Aktuelle Forschung zum Wissenschaftsbegriff in der Debattenkultur des Parlaments 2020 bis 2022. (6.12.2023)

Im Juni 2023 wurde am Tag der Parlamentsforschung 2023 verkündet, welches Forschungsprojekt für das erste "Forschungsjahr im Parlament" ausgewählt wurde. Einen Einblick in die Forschungsidee und eine kurze Vorstellung der Wissenschaftlerin Bianca Winkler finden Sie unter: "Forschungsjahr im Parlament" 2023 | Parlament Österreich

Seit Anfang September wurden die ersten Schritte gemacht und die ersten Erkenntnisse über die Bedeutung des Wissenschaftsbegriffes in parlamentarischen Debatten gewonnen.

Erste Schritte

Das Projekt beschäftigt sich mit der Rezeption von Wissenschaftsdiskursen in parlamentarischen Debatten. Dafür betrachtet die sozialanthropologisch arbeitende Historikerin Bianca Winkler unter anderem Häufigkeit wie auch Kopplung von Wissenschaft und wissenschaftlichen Begriffen in Argumentationen im Rahmen von Plenardebatten des Nationalrats. Konkret bedeutet das, dass die Frage gestellt wird, ob es Themen gibt, bei denen wissenschaftliche Expertise überdurchschnittlich oft herangezogen wird, bzw. inwiefern die Vielfalt von Zugängen und Methoden wissenschaftlicher Praxis, die im deutschen Sprachraum nicht nur auf Naturwissenschaft verengt ist, sondern Geistes-, Kultur- und Sozialwissenschaft miteinschließt, repräsentiert ist. Im direkten Austausch mit Expert:innen der Parlamentsdirektion (hier v. a. der Abteilung Stenographische Protokolle) Anfang September ergab sich vorläufig das Bild, der Wissenschaftsbegriff sei besonders in den Auseinandersetzungen um Maßnahmen rund um die COVID-19-Pandemie zu finden. Für die Forscherin stellte sich anschließend die Frage, ob wissenschaftliche Erkenntnisse aus verschiedenen Disziplinen hier gleichermaßen in politischen Entscheidungsprozessen berücksichtigt werden oder ob naturwissenschaftliche Expertisen und deren Definition von Wissenschaft im Betrachtungszeitraum überrepräsentiert sind.

Erste Erkenntnisse

Entgegen diesen Erwartungen deuten die ersten Auswertungen der Forschungsergebnisse darauf hin, dass Parlamentarier:innen nicht nur in Fragen der Gesundheit, sondern insbesondere in solchen zur Bildungspolitik um "evidenzbasierte" und damit wissenschaftlich fundierte politische Entscheidungen ringen.
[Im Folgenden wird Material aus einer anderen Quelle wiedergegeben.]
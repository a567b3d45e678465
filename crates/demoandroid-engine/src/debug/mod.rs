//! Debug text overlay.
//!
//! Draws monospace text with a built-in 8x8 bitmap font straight into an
//! [`Image`](crate::graphics::Image). Meant for diagnostics, not for UI: no
//! kerning, no scaling, ASCII only.

mod font;
mod print;

pub use font::{GLYPH_HEIGHT, GLYPH_WIDTH};
pub use print::{SHADOW_COLOR, SHADOW_OFFSET, TEXT_COLOR, debug_print, debug_print_at, text_bounds};
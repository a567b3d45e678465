use demoandroid_engine::device::GpuInit;
use demoandroid_engine::logging::{LoggingConfig, init_logging};
use demoandroid_engine::window::{Runtime, RuntimeConfig};
use demoandroid_game::Game;

fn main() {
    init_logging(LoggingConfig::default());
    log::info!("starting demoandroid (desktop)");

    if let Err(err) = Runtime::run(RuntimeConfig::default(), GpuInit::default(), Game::new()) {
        log::error!("demoandroid exited with an error: {err:#}");
        eprintln!("error: {err:#}");
        std::process::exit(1);
    }
}
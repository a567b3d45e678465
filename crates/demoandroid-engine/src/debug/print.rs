use image::Rgba;

use crate::coords::Rect;
use crate::graphics::{Image, WHITE};

use super::font::{GLYPH_HEIGHT, GLYPH_WIDTH, glyph_pixels};

/// Foreground color of debug text.
pub const TEXT_COLOR: Rgba<u8> = WHITE;

/// Drop-shadow color, drawn under the foreground.
pub const SHADOW_COLOR: Rgba<u8> = Rgba([0x00, 0x00, 0x00, 0x80]);

/// Shadow displacement in pixels (right and down).
pub const SHADOW_OFFSET: u32 = 1;

/// Prints `text` at the top-left corner of `image`.
pub fn debug_print(image: &mut Image, text: &str) {
    debug_print_at(image, text, 0, 0);
}

/// Prints `text` with its first glyph cell at `(x, y)`.
///
/// `\n` moves to the next line. Pixels falling outside `image` are dropped.
pub fn debug_print_at(image: &mut Image, text: &str, x: i32, y: i32) {
    let shadow = SHADOW_OFFSET as i32;
    draw_pass(image, text, x + shadow, y + shadow, SHADOW_COLOR);
    draw_pass(image, text, x, y, TEXT_COLOR);
}

/// Returns the area a `debug_print_at(_, text, x, y)` call may touch.
///
/// Covers every glyph cell plus the shadow offset. Empty for text without
/// printable characters.
pub fn text_bounds(text: &str, x: i32, y: i32) -> Rect {
    let columns = lines(text)
        .map(|line| line.chars().count())
        .max()
        .unwrap_or(0) as u32;
    if columns == 0 {
        return Rect::new(x as f32, y as f32, 0.0, 0.0);
    }
    let rows = lines(text).count() as u32;

    Rect::new(
        x as f32,
        y as f32,
        (columns * GLYPH_WIDTH + SHADOW_OFFSET) as f32,
        (rows * GLYPH_HEIGHT + SHADOW_OFFSET) as f32,
    )
}

/// Splits on `\n`; a `\r` right before it belongs to the line break.
fn lines(text: &str) -> impl Iterator<Item = &str> {
    text.split('\n')
        .map(|line| line.strip_suffix('\r').unwrap_or(line))
}

fn draw_pass(image: &mut Image, text: &str, x: i32, y: i32, color: Rgba<u8>) {
    for (row, line) in lines(text).enumerate() {
        let line_y = y as i64 + (row as u32 * GLYPH_HEIGHT) as i64;
        for (col, c) in line.chars().enumerate() {
            let cell_x = x as i64 + (col as u32 * GLYPH_WIDTH) as i64;
            for (gx, gy) in glyph_pixels(c) {
                image.blend_pixel(cell_x + gx as i64, line_y + gy as i64, color);
            }
        }
    }
}

#[cfg(test)]
mod tests {
    use super::*;

    const BG: Rgba<u8> = Rgba([0x20, 0x40, 0x60, 0xff]);

    fn canvas(w: u32, h: u32) -> Image {
        let mut img = Image::new(w, h);
        img.fill(BG);
        img
    }

    #[test]
    fn bounds_cover_glyphs_and_shadow() {
        let b = text_bounds("abc", 0, 0);
        assert_eq!(b, Rect::new(0.0, 0.0, 25.0, 9.0));
    }

    #[test]
    fn bounds_use_longest_line() {
        let b = text_bounds("ab\nwxyz\n", 4, 2);
        assert_eq!(b, Rect::new(4.0, 2.0, 33.0, 25.0));
    }

    #[test]
    fn empty_text_has_empty_bounds() {
        assert!(text_bounds("", 3, 3).is_empty());
    }

    #[test]
    fn nothing_is_drawn_outside_bounds() {
        let cases = [
            ("Hi!\n#@", 5, 3),
            ("ab\r\ncd", 0, 0),
            ("x\r\n\r\nyz\r", 2, 1),
        ];
        for (text, x, y) in cases {
            let mut img = canvas(64, 32);
            debug_print_at(&mut img, text, x, y);
            let bounds = text_bounds(text, x, y);

            for (px, py, p) in img.enumerate_pixels() {
                if !bounds.contains_pixel(px, py) {
                    assert_eq!(
                        p, BG,
                        "{text:?}: pixel ({px}, {py}) changed outside {bounds:?}"
                    );
                }
            }
        }
    }

    #[test]
    fn crlf_breaks_lines_like_lf() {
        let mut crlf = canvas(32, 24);
        let mut lf = canvas(32, 24);
        debug_print(&mut crlf, "ab\r\ncd");
        debug_print(&mut lf, "ab\ncd");

        assert_eq!(crlf.as_raw(), lf.as_raw());
        assert_eq!(text_bounds("ab\r\ncd", 0, 0), text_bounds("ab\ncd", 0, 0));
    }

    #[test]
    fn foreground_pixels_are_text_color() {
        let mut img = canvas(16, 16);
        debug_print(&mut img, "_");
        // '_' occupies the whole last row of its cell.
        for x in 0..GLYPH_WIDTH {
            assert_eq!(img.pixel(x, 7), Some(TEXT_COLOR));
        }
        // Its shadow lands one row below, blended over the background.
        let shadowed = img.pixel(3, 8).unwrap();
        assert_ne!(shadowed, BG);
        assert_ne!(shadowed, TEXT_COLOR);
    }

    #[test]
    fn drawing_is_clipped_at_image_edges() {
        let mut img = canvas(4, 4);
        debug_print_at(&mut img, "WWWW", -6, -6);
        debug_print_at(&mut img, "WWWW", 2, 2);
        assert_eq!(img.size(), (4, 4));
    }

    #[test]
    fn output_does_not_depend_on_canvas_size() {
        let mut small = canvas(40, 12);
        let mut large = canvas(400, 300);
        debug_print(&mut small, "ok");
        debug_print(&mut large, "ok");

        for (x, y, p) in small.enumerate_pixels() {
            assert_eq!(large.pixel(x, y), Some(p));
        }
    }
}
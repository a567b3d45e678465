//! Logging setup.
//!
//! Code logs through the `log` facade; this module installs `env_logger` as the
//! backend exactly once per process.

mod init;

pub use init::{DEFAULT_FILTER, LoggingConfig, init_logging};
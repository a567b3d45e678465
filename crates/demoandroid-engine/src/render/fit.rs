use crate::coords::Rect;

/// Places a `canvas` inside a `surface` (both in pixels): uniform scale, as
/// large as fits, centered.
///
/// Returns `None` when either side has no area.
pub fn fit_canvas(canvas: (u32, u32), surface: (u32, u32)) -> Option<Rect> {
    let (cw, ch) = (canvas.0 as f32, canvas.1 as f32);
    let (sw, sh) = (surface.0 as f32, surface.1 as f32);
    if cw <= 0.0 || ch <= 0.0 || sw <= 0.0 || sh <= 0.0 {
        return None;
    }

    let scale = (sw / cw).min(sh / ch);
    let (w, h) = (cw * scale, ch * scale);

    Some(Rect::new((sw - w) * 0.5, (sh - h) * 0.5, w, h))
}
Die Forderungen nach Studien sind in diesem Bereich zwar auch größtenteils quantitativer, statistischer Natur, sie richten sich aber an Sozial- und Kulturwissenschaften.

Nächste Schritte

Im Laufe der nächsten Monate sollen diese ersten Ergebnisse noch genauer untersucht werden. Diesbezüglich steht Bianca Winkler in regelmäßigem Austausch mit Expert:innen der Abteilungen 3.2 Parlamentswissenschaftliche Grundsatzarbeit sowie 8.3 Operative IKT. Die Forscherin beschreibt ihre ersten zwei Monate im Parlament als "fruchtbare Begegnung in einem einladenden und wertschätzenden Umfeld". Ihre ersten Untersuchungsergebnisse bilanziert sie als "durchaus positives Bild von Wissenschaft in der politischen Debatte, von der man sich nicht weniger erwartet als die Lösung zukünftiger Probleme und die Möglichkeit nach faktenbasierter Politik."